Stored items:
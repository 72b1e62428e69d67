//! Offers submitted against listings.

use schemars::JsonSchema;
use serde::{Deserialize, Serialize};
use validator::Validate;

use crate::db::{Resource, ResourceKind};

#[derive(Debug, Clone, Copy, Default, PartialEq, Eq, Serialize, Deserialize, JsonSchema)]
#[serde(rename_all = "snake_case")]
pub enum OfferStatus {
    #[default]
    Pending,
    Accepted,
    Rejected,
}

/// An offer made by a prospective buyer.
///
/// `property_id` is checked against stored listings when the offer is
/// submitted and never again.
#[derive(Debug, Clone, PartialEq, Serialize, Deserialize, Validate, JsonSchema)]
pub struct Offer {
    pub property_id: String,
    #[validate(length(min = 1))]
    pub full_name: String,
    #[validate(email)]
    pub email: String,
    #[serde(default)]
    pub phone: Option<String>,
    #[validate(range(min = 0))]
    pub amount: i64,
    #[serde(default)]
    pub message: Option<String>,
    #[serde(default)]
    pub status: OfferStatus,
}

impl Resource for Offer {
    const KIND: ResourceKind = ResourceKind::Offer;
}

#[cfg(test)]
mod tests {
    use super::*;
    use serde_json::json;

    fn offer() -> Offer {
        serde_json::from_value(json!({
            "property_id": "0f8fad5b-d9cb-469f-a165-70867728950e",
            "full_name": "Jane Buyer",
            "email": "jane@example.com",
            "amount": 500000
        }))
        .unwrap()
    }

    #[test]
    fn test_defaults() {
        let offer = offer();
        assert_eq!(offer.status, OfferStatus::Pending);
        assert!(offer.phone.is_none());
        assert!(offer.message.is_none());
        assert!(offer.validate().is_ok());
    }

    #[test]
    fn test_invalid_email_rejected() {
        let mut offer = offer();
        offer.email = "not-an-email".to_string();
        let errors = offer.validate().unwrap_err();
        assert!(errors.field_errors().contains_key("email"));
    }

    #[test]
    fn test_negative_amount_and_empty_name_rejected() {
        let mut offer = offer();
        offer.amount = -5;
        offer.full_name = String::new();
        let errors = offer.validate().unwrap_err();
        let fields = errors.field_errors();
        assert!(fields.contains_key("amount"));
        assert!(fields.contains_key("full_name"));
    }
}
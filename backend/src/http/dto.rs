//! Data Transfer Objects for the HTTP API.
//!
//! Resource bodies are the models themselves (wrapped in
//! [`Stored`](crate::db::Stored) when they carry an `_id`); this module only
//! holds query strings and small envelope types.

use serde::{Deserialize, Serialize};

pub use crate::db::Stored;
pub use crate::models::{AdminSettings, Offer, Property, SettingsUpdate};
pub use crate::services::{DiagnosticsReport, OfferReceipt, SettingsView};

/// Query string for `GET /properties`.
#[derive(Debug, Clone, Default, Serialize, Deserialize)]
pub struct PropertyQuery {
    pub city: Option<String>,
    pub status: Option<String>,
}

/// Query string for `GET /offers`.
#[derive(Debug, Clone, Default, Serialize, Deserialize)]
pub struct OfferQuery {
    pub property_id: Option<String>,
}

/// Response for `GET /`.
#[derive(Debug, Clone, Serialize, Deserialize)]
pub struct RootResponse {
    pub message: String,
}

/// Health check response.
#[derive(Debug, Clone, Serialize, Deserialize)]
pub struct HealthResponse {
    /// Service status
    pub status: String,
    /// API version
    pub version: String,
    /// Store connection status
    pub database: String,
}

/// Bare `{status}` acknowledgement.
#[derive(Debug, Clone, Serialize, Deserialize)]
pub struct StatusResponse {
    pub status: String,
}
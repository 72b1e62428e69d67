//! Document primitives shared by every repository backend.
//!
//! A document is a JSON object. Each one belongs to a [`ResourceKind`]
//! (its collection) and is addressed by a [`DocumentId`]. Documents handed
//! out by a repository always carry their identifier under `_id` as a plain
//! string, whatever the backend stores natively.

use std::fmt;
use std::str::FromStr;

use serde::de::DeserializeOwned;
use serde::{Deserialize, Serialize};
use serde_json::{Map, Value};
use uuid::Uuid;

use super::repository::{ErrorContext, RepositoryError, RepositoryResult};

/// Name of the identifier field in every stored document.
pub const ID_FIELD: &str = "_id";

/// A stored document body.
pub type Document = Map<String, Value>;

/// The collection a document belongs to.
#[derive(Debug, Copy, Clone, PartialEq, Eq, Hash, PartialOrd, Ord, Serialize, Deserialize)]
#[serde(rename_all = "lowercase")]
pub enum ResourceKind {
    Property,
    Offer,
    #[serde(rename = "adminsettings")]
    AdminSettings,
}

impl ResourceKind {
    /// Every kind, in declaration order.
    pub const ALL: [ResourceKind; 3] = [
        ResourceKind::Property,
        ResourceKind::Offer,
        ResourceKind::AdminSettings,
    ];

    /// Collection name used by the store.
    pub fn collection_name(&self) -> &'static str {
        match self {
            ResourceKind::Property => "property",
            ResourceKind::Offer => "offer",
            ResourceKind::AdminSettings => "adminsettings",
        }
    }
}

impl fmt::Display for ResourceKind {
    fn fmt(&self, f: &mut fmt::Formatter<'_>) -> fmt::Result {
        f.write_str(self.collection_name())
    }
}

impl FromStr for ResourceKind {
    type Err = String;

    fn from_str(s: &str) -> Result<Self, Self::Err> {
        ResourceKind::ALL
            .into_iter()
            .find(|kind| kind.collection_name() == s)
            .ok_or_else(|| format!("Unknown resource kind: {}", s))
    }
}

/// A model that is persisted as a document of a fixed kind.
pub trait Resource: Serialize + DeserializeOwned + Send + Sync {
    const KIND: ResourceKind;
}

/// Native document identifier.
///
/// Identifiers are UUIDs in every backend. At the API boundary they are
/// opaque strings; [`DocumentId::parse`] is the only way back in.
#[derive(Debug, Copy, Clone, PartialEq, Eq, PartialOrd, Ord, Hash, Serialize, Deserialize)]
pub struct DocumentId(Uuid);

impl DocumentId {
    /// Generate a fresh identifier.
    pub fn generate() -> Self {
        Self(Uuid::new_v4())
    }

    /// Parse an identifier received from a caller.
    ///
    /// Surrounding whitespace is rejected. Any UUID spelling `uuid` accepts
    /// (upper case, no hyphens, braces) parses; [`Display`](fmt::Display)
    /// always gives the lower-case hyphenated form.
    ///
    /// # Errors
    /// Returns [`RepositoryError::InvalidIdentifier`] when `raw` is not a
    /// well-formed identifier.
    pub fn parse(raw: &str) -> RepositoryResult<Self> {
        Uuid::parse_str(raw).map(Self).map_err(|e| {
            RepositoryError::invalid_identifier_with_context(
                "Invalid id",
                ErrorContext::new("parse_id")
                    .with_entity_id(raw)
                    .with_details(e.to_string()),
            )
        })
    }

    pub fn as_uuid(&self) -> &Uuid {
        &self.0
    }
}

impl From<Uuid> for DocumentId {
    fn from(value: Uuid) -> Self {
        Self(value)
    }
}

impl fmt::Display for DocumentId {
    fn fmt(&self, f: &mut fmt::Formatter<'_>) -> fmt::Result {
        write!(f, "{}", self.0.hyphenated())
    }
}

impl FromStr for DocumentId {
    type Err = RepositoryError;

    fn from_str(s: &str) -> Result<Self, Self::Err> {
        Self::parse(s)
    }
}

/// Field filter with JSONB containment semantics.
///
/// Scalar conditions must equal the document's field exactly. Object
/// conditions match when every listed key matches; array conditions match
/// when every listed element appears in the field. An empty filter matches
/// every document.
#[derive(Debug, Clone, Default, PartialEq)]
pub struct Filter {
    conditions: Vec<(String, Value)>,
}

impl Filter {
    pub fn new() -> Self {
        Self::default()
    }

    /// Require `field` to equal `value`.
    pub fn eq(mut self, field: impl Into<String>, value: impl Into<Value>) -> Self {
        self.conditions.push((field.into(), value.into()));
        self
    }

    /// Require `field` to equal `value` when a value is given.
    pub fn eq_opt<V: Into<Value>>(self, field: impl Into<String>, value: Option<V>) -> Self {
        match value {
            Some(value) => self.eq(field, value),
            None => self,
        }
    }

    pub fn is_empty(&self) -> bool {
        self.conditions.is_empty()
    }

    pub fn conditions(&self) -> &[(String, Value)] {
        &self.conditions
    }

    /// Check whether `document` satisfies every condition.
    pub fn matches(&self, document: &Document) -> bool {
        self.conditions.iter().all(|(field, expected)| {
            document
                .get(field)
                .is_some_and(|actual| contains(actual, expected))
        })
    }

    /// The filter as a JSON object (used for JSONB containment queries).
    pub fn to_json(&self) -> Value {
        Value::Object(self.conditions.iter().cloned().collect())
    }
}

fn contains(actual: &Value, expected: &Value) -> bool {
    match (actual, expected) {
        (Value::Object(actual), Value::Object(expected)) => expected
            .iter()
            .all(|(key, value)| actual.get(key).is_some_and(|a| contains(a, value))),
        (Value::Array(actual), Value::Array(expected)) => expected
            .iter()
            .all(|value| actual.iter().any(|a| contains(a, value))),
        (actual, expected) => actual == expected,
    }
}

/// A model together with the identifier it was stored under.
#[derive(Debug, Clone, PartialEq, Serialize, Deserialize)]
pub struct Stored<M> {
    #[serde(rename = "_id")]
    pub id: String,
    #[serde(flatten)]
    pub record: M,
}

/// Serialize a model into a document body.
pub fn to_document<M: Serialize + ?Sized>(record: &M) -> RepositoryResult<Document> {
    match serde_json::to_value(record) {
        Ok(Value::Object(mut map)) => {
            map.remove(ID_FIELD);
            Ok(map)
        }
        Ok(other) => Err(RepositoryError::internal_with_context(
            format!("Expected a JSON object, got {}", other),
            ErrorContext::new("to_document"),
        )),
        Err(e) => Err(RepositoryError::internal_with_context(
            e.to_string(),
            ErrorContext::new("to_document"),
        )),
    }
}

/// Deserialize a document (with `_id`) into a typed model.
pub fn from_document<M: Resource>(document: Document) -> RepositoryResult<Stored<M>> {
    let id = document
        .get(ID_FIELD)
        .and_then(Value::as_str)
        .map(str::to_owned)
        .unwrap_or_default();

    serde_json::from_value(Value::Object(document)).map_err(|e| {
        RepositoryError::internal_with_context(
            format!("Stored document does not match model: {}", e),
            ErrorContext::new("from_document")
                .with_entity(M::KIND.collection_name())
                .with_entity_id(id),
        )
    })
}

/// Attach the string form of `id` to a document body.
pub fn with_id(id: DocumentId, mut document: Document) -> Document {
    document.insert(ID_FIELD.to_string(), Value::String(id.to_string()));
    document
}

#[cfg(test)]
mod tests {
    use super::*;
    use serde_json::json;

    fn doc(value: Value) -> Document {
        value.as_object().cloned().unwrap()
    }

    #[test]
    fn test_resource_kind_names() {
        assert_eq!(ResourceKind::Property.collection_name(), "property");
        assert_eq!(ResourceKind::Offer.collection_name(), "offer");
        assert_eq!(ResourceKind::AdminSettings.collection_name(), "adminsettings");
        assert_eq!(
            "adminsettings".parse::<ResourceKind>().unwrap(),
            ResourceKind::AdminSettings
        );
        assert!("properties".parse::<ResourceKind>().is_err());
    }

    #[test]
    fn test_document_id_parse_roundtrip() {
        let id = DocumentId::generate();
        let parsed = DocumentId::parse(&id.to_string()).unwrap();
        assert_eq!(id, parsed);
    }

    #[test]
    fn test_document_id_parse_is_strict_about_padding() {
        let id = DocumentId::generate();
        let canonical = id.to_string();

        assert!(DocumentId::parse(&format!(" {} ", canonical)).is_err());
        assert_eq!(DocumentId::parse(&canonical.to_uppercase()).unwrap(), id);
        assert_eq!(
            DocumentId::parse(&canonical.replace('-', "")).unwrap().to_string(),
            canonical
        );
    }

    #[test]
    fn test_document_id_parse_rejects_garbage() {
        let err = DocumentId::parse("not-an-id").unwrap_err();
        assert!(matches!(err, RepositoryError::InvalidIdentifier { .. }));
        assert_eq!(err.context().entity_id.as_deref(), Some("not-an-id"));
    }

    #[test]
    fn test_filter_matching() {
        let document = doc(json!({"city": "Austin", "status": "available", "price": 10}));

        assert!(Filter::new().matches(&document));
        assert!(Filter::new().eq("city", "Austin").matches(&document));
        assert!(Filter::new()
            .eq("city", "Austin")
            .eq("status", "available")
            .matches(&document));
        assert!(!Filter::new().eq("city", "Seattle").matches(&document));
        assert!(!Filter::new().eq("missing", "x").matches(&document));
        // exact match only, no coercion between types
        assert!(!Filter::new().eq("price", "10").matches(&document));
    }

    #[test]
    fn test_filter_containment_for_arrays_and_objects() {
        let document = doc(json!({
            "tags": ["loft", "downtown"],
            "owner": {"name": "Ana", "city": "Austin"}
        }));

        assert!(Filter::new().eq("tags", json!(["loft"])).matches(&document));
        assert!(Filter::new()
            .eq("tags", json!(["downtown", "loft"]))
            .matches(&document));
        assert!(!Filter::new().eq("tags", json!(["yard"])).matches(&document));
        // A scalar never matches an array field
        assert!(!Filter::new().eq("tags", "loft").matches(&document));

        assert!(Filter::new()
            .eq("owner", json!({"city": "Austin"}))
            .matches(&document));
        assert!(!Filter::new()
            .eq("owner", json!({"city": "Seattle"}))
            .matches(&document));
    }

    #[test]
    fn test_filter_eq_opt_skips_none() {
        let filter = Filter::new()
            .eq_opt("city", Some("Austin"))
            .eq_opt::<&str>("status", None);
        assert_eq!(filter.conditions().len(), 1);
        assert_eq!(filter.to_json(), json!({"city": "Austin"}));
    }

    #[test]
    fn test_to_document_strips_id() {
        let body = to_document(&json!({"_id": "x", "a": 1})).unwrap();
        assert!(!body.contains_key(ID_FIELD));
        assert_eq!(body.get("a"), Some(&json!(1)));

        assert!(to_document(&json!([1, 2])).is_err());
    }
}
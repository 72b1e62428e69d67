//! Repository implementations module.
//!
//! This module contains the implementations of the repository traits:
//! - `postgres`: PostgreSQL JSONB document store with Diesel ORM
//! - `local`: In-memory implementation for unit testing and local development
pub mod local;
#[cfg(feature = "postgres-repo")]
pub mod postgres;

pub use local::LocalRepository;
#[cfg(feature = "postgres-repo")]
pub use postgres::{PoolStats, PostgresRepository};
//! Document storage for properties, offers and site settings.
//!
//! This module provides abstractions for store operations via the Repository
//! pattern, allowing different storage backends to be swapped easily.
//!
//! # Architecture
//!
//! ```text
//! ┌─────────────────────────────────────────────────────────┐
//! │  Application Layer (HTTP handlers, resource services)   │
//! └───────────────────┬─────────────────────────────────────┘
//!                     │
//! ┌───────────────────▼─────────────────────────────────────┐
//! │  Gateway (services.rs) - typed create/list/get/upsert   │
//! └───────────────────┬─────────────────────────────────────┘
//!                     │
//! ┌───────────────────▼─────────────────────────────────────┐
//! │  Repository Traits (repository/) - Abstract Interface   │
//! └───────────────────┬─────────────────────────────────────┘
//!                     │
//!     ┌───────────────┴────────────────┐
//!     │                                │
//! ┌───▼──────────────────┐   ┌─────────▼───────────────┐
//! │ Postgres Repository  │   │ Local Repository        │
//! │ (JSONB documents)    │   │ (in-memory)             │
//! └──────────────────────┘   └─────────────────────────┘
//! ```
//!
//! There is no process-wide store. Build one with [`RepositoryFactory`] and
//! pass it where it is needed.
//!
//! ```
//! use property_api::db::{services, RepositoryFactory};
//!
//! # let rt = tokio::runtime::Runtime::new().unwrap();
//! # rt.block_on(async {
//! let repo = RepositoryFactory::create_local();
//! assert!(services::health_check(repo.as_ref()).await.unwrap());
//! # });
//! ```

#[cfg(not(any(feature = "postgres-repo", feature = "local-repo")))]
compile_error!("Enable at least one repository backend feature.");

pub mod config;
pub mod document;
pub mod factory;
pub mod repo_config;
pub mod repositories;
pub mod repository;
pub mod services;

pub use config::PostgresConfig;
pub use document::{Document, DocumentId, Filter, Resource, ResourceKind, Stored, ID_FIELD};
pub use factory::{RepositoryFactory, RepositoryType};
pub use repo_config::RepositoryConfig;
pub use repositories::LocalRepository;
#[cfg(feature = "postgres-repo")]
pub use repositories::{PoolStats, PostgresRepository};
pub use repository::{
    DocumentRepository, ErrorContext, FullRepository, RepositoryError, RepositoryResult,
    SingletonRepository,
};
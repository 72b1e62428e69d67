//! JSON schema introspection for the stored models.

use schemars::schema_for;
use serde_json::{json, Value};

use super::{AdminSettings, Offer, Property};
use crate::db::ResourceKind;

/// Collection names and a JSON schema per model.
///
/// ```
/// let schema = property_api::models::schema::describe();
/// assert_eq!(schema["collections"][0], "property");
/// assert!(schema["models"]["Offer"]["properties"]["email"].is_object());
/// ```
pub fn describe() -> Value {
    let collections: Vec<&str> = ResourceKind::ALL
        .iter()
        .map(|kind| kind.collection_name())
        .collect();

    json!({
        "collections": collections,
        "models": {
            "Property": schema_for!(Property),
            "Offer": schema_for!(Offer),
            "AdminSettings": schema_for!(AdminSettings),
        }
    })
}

> Problem statement
Select and copy each line from the data that includes the word "services".

> Your response
pub use crate::services::{DiagnosticsReport, OfferReceipt, SettingsView};
//! │  Application Layer (HTTP handlers, resource services)   │
//! │  Gateway (services.rs) - typed create/list/get/upsert   │
//! use property_api::db::{services, RepositoryFactory};
//! assert!(services::health_check(repo.as_ref()).await.unwrap());
pub mod services;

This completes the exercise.